**Supplied records:**
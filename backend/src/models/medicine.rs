use chrono::{DateTime, NaiveDate, Utc};
use pharmacy_shared::{MedicineImageRequest, MedicineRequest, MedicineResponse, PrescriptionType};
use rust_decimal::prelude::ToPrimitive;
use rust_decimal::Decimal;
use serde::{Deserialize, Serialize};
use sqlx::{FromRow, PgExecutor, PgPool, Postgres, QueryBuilder};

use crate::error::AppError;
use crate::utils::currency::format_rupees_simple;

const MEDICINE_COLUMNS: &str = "id, name, category_id, description, mrp, price, stock_quantity, \
    prescription_type, manufacturer, expiry_date, image, is_active, created_at, updated_at";

#[derive(Debug, Clone, FromRow, Serialize, Deserialize)]
pub struct Medicine {
    pub id: i64,
    pub name: String,
    pub category_id: i64,
    pub description: String,
    pub mrp: Decimal,
    pub price: Decimal,
    pub stock_quantity: i32,
    pub prescription_type: PrescriptionType,
    pub manufacturer: Option<String>,
    pub expiry_date: Option<NaiveDate>,
    pub image: Option<String>,
    pub is_active: bool,
    pub created_at: DateTime<Utc>,
    pub updated_at: DateTime<Utc>,
}

#[derive(Debug, Clone, FromRow, Serialize, Deserialize)]
pub struct MedicineImage {
    pub id: i64,
    pub medicine_id: i64,
    pub image: String,
    pub alt_text: String,
    pub is_primary: bool,
    pub uploaded_at: DateTime<Utc>,
}

#[derive(Debug, Clone, Copy, PartialEq, Eq, Default, Serialize, Deserialize)]
#[serde(rename_all = "snake_case")]
pub enum MedicineSort {
    #[default]
    Name,
    PriceLow,
    PriceHigh,
    Newest,
}

impl MedicineSort {
    /// Unknown sort keys fall back to name ordering
    pub fn parse(value: Option<&str>) -> Self {
        match value {
            Some("price_low") => MedicineSort::PriceLow,
            Some("price_high") => MedicineSort::PriceHigh,
            Some("newest") => MedicineSort::Newest,
            _ => MedicineSort::Name,
        }
    }

    fn order_clause(&self) -> &'static str {
        match self {
            MedicineSort::Name => " ORDER BY name ASC, id ASC",
            MedicineSort::PriceLow => " ORDER BY price ASC, id ASC",
            MedicineSort::PriceHigh => " ORDER BY price DESC, id ASC",
            MedicineSort::Newest => " ORDER BY created_at DESC, id DESC",
        }
    }
}

/// Stock bands used by the back-office listing
#[derive(Debug, Clone, Copy, PartialEq, Eq, Serialize, Deserialize)]
#[serde(rename_all = "snake_case")]
pub enum StockBand {
    OutOfStock,
    LowStock,
    InStock,
}

#[derive(Debug, Clone, Default)]
pub struct MedicineFilter {
    pub query: Option<String>,
    pub category_id: Option<i64>,
    pub manufacturer: Option<String>,
    pub prescription_type: Option<PrescriptionType>,
    pub min_price: Option<Decimal>,
    pub max_price: Option<Decimal>,
    pub in_stock_only: bool,
    pub stock_band: Option<StockBand>,
    pub include_inactive: bool,
    pub sort: MedicineSort,
    pub limit: i64,
    pub offset: i64,
}

impl MedicineFilter {
    fn push_conditions<'a>(&'a self, builder: &mut QueryBuilder<'a, Postgres>) {
        builder.push(" WHERE 1=1");

        if !self.include_inactive {
            builder.push(" AND is_active = TRUE");
        }

        if let Some(query) = self.query.as_deref().map(str::trim).filter(|q| !q.is_empty()) {
            let pattern = format!("%{}%", query);
            builder.push(" AND (name ILIKE ");
            builder.push_bind(pattern.clone());
            builder.push(" OR description ILIKE ");
            builder.push_bind(pattern.clone());
            builder.push(" OR manufacturer ILIKE ");
            builder.push_bind(pattern);
            builder.push(")");
        }

        if let Some(category_id) = self.category_id {
            builder.push(" AND category_id = ");
            builder.push_bind(category_id);
        }

        if let Some(manufacturer) = self.manufacturer.as_deref().map(str::trim).filter(|m| !m.is_empty()) {
            builder.push(" AND manufacturer ILIKE ");
            builder.push_bind(format!("%{}%", manufacturer));
        }

        if let Some(prescription_type) = self.prescription_type {
            builder.push(" AND prescription_type = ");
            builder.push_bind(prescription_type);
        }

        if let Some(min_price) = self.min_price {
            builder.push(" AND price >= ");
            builder.push_bind(min_price);
        }

        if let Some(max_price) = self.max_price {
            builder.push(" AND price <= ");
            builder.push_bind(max_price);
        }

        if self.in_stock_only {
            builder.push(" AND stock_quantity > 0");
        }

        match self.stock_band {
            Some(StockBand::OutOfStock) => {
                builder.push(" AND stock_quantity = 0");
            }
            Some(StockBand::LowStock) => {
                builder.push(" AND stock_quantity > 0 AND stock_quantity <= ");
                builder.push_bind(pharmacy_shared::LOW_STOCK_THRESHOLD);
            }
            Some(StockBand::InStock) => {
                builder.push(" AND stock_quantity > ");
                builder.push_bind(pharmacy_shared::LOW_STOCK_THRESHOLD);
            }
            None => {}
        }
    }
}

impl Medicine {
    pub async fn create(pool: &PgPool, request: &MedicineRequest) -> Result<Self, AppError> {
        let sql = format!(
            r#"
            INSERT INTO medicines (name, category_id, description, mrp, price, stock_quantity,
                prescription_type, manufacturer, expiry_date, image, is_active)
            VALUES ($1, $2, $3, $4, $5, $6, $7, $8, $9, $10, $11)
            RETURNING {}
            "#,
            MEDICINE_COLUMNS
        );

        let medicine = sqlx::query_as::<_, Medicine>(&sql)
            .bind(request.name.trim())
            .bind(request.category_id)
            .bind(&request.description)
            .bind(request.mrp)
            .bind(request.price)
            .bind(request.stock_quantity)
            .bind(request.prescription_type)
            .bind(&request.manufacturer)
            .bind(request.expiry_date)
            .bind(&request.image)
            .bind(request.is_active)
            .fetch_one(pool)
            .await?;

        Ok(medicine)
    }

    pub async fn update(pool: &PgPool, id: i64, request: &MedicineRequest) -> Result<Option<Self>, AppError> {
        let sql = format!(
            r#"
            UPDATE medicines SET
                name = $1, category_id = $2, description = $3, mrp = $4, price = $5,
                stock_quantity = $6, prescription_type = $7, manufacturer = $8,
                expiry_date = $9, image = $10, is_active = $11, updated_at = NOW()
            WHERE id = $12
            RETURNING {}
            "#,
            MEDICINE_COLUMNS
        );

        let medicine = sqlx::query_as::<_, Medicine>(&sql)
            .bind(request.name.trim())
            .bind(request.category_id)
            .bind(&request.description)
            .bind(request.mrp)
            .bind(request.price)
            .bind(request.stock_quantity)
            .bind(request.prescription_type)
            .bind(&request.manufacturer)
            .bind(request.expiry_date)
            .bind(&request.image)
            .bind(request.is_active)
            .bind(id)
            .fetch_optional(pool)
            .await?;

        Ok(medicine)
    }

    pub async fn delete(pool: &PgPool, id: i64) -> Result<bool, AppError> {
        let result = sqlx::query("DELETE FROM medicines WHERE id = $1")
            .bind(id)
            .execute(pool)
            .await?;

        Ok(result.rows_affected() > 0)
    }

    pub async fn find_by_id(executor: impl PgExecutor<'_>, id: i64) -> Result<Option<Self>, AppError> {
        let sql = format!("SELECT {} FROM medicines WHERE id = $1", MEDICINE_COLUMNS);
        let medicine = sqlx::query_as::<_, Medicine>(&sql)
            .bind(id)
            .fetch_optional(executor)
            .await?;

        Ok(medicine)
    }

    /// Find a medicine that is visible on the storefront
    pub async fn find_active_by_id(pool: &PgPool, id: i64) -> Result<Option<Self>, AppError> {
        Ok(Self::find_by_id(pool, id).await?.filter(|m| m.is_active))
    }

    /// Load many medicines at once; ids that do not exist are simply absent
    pub async fn find_by_ids(executor: impl PgExecutor<'_>, ids: &[i64]) -> Result<Vec<Self>, AppError> {
        if ids.is_empty() {
            return Ok(Vec::new());
        }

        let sql = format!("SELECT {} FROM medicines WHERE id = ANY($1)", MEDICINE_COLUMNS);
        let medicines = sqlx::query_as::<_, Medicine>(&sql)
            .bind(ids)
            .fetch_all(executor)
            .await?;

        Ok(medicines)
    }

    pub async fn featured(pool: &PgPool, limit: i64) -> Result<Vec<Self>, AppError> {
        let sql = format!(
            "SELECT {} FROM medicines WHERE is_active = TRUE ORDER BY id LIMIT $1",
            MEDICINE_COLUMNS
        );
        let medicines = sqlx::query_as::<_, Medicine>(&sql)
            .bind(limit)
            .fetch_all(pool)
            .await?;

        Ok(medicines)
    }

    /// Filtered listing plus the total number of matches
    pub async fn search(pool: &PgPool, filter: &MedicineFilter) -> Result<(Vec<Self>, i64), AppError> {
        let mut count_builder = QueryBuilder::<Postgres>::new("SELECT COUNT(*) FROM medicines");
        filter.push_conditions(&mut count_builder);
        let total: i64 = count_builder.build_query_scalar().fetch_one(pool).await?;

        let mut builder = QueryBuilder::<Postgres>::new(format!("SELECT {} FROM medicines", MEDICINE_COLUMNS));
        filter.push_conditions(&mut builder);
        builder.push(filter.sort.order_clause());
        builder.push(" LIMIT ");
        builder.push_bind(filter.limit);
        builder.push(" OFFSET ");
        builder.push_bind(filter.offset);

        let medicines = builder.build_query_as::<Medicine>().fetch_all(pool).await?;

        Ok((medicines, total))
    }

    pub async fn name_suggestions(pool: &PgPool, query: &str, limit: i64) -> Result<Vec<String>, AppError> {
        let names = sqlx::query_scalar::<_, String>(
            "SELECT name FROM medicines WHERE is_active = TRUE AND name ILIKE $1 ORDER BY name LIMIT $2",
        )
        .bind(format!("%{}%", query))
        .bind(limit)
        .fetch_all(pool)
        .await?;

        Ok(names)
    }

    pub async fn manufacturer_suggestions(pool: &PgPool, query: &str, limit: i64) -> Result<Vec<String>, AppError> {
        let manufacturers = sqlx::query_scalar::<_, String>(
            r#"
            SELECT DISTINCT manufacturer FROM medicines
            WHERE is_active = TRUE AND manufacturer IS NOT NULL AND manufacturer ILIKE $1
            ORDER BY manufacturer
            LIMIT $2
            "#,
        )
        .bind(format!("%{}%", query))
        .bind(limit)
        .fetch_all(pool)
        .await?;

        Ok(manufacturers)
    }

    pub async fn distinct_manufacturers(pool: &PgPool) -> Result<Vec<String>, AppError> {
        let manufacturers = sqlx::query_scalar::<_, String>(
            "SELECT DISTINCT manufacturer FROM medicines WHERE manufacturer IS NOT NULL ORDER BY manufacturer",
        )
        .fetch_all(pool)
        .await?;

        Ok(manufacturers)
    }

    /// Manual stock adjustment. Checkout never touches stock.
    pub async fn update_stock_quantity(pool: &PgPool, id: i64, quantity: i32) -> Result<bool, AppError> {
        let result = sqlx::query("UPDATE medicines SET stock_quantity = $1, updated_at = NOW() WHERE id = $2")
            .bind(quantity)
            .bind(id)
            .execute(pool)
            .await?;

        Ok(result.rows_affected() > 0)
    }

    pub fn discount_percentage(&self) -> i64 {
        if self.mrp > Decimal::ZERO && self.mrp > self.price {
            ((self.mrp - self.price) / self.mrp * Decimal::from(100))
                .trunc()
                .to_i64()
                .unwrap_or(0)
        } else {
            0
        }
    }

    pub fn savings(&self) -> Decimal {
        if self.mrp > self.price {
            self.mrp - self.price
        } else {
            Decimal::ZERO
        }
    }

    pub fn image_url(&self) -> String {
        self.image.clone().unwrap_or_default()
    }

    pub fn to_response(&self) -> MedicineResponse {
        MedicineResponse {
            id: self.id,
            name: self.name.clone(),
            category_id: self.category_id,
            description: self.description.clone(),
            mrp: self.mrp,
            price: self.price,
            price_display: format_rupees_simple(self.price),
            discount_percentage: self.discount_percentage(),
            savings: self.savings(),
            stock_quantity: self.stock_quantity,
            in_stock: self.stock_quantity > 0,
            prescription_type: self.prescription_type,
            prescription_label: self.prescription_type.label().to_string(),
            manufacturer: self.manufacturer.clone(),
            expiry_date: self.expiry_date,
            image: self.image.clone(),
            is_active: self.is_active,
            created_at: self.created_at,
            updated_at: self.updated_at,
        }
    }
}

impl MedicineImage {
    /// Gallery images, primary first then newest
    pub async fn list_for_medicine(pool: &PgPool, medicine_id: i64) -> Result<Vec<Self>, AppError> {
        let images = sqlx::query_as::<_, MedicineImage>(
            r#"
            SELECT id, medicine_id, image, alt_text, is_primary, uploaded_at
            FROM medicine_images
            WHERE medicine_id = $1
            ORDER BY is_primary DESC, uploaded_at DESC
            "#,
        )
        .bind(medicine_id)
        .fetch_all(pool)
        .await?;

        Ok(images)
    }

    /// Add a gallery image. A new primary image demotes the previous one.
    pub async fn create(pool: &PgPool, medicine_id: i64, request: &MedicineImageRequest) -> Result<Self, AppError> {
        let mut tx = pool.begin().await?;

        if request.is_primary {
            Self::clear_primary(&mut *tx, medicine_id).await?;
        }

        let image = sqlx::query_as::<_, MedicineImage>(
            r#"
            INSERT INTO medicine_images (medicine_id, image, alt_text, is_primary)
            VALUES ($1, $2, $3, $4)
            RETURNING id, medicine_id, image, alt_text, is_primary, uploaded_at
            "#,
        )
        .bind(medicine_id)
        .bind(&request.image)
        .bind(&request.alt_text)
        .bind(request.is_primary)
        .fetch_one(&mut *tx)
        .await?;

        tx.commit().await?;
        Ok(image)
    }

    pub async fn set_primary(pool: &PgPool, medicine_id: i64, image_id: i64) -> Result<bool, AppError> {
        let mut tx = pool.begin().await?;
        Self::clear_primary(&mut *tx, medicine_id).await?;

        let result = sqlx::query("UPDATE medicine_images SET is_primary = TRUE WHERE id = $1 AND medicine_id = $2")
            .bind(image_id)
            .bind(medicine_id)
            .execute(&mut *tx)
            .await?;

        if result.rows_affected() == 0 {
            tx.rollback().await?;
            return Ok(false);
        }

        tx.commit().await?;
        Ok(true)
    }

    pub async fn delete(pool: &PgPool, medicine_id: i64, image_id: i64) -> Result<bool, AppError> {
        let result = sqlx::query("DELETE FROM medicine_images WHERE id = $1 AND medicine_id = $2")
            .bind(image_id)
            .bind(medicine_id)
            .execute(pool)
            .await?;

        Ok(result.rows_affected() > 0)
    }

    async fn clear_primary(executor: impl PgExecutor<'_>, medicine_id: i64) -> Result<(), AppError> {
        sqlx::query("UPDATE medicine_images SET is_primary = FALSE WHERE medicine_id = $1 AND is_primary = TRUE")
            .bind(medicine_id)
            .execute(executor)
            .await?;
        Ok(())
    }
}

**Task item:**
Take the lines from the first line of the records through the line holding "use crate::utils::currency::format_rupees_simple;", both included, and please reproduce them exactly with nothing added.

**Exercise output:**
filename backend/src/models/medicine.rs
use chrono::{DateTime, NaiveDate, Utc};
use pharmacy_shared::{MedicineImageRequest, MedicineRequest, MedicineResponse, PrescriptionType};
use rust_decimal::prelude::ToPrimitive;
use rust_decimal::Decimal;
use serde::{Deserialize, Serialize};
use sqlx::{FromRow, PgExecutor, PgPool, Postgres, QueryBuilder};

use crate::error::AppError;
use crate::utils::currency::format_rupees_simple;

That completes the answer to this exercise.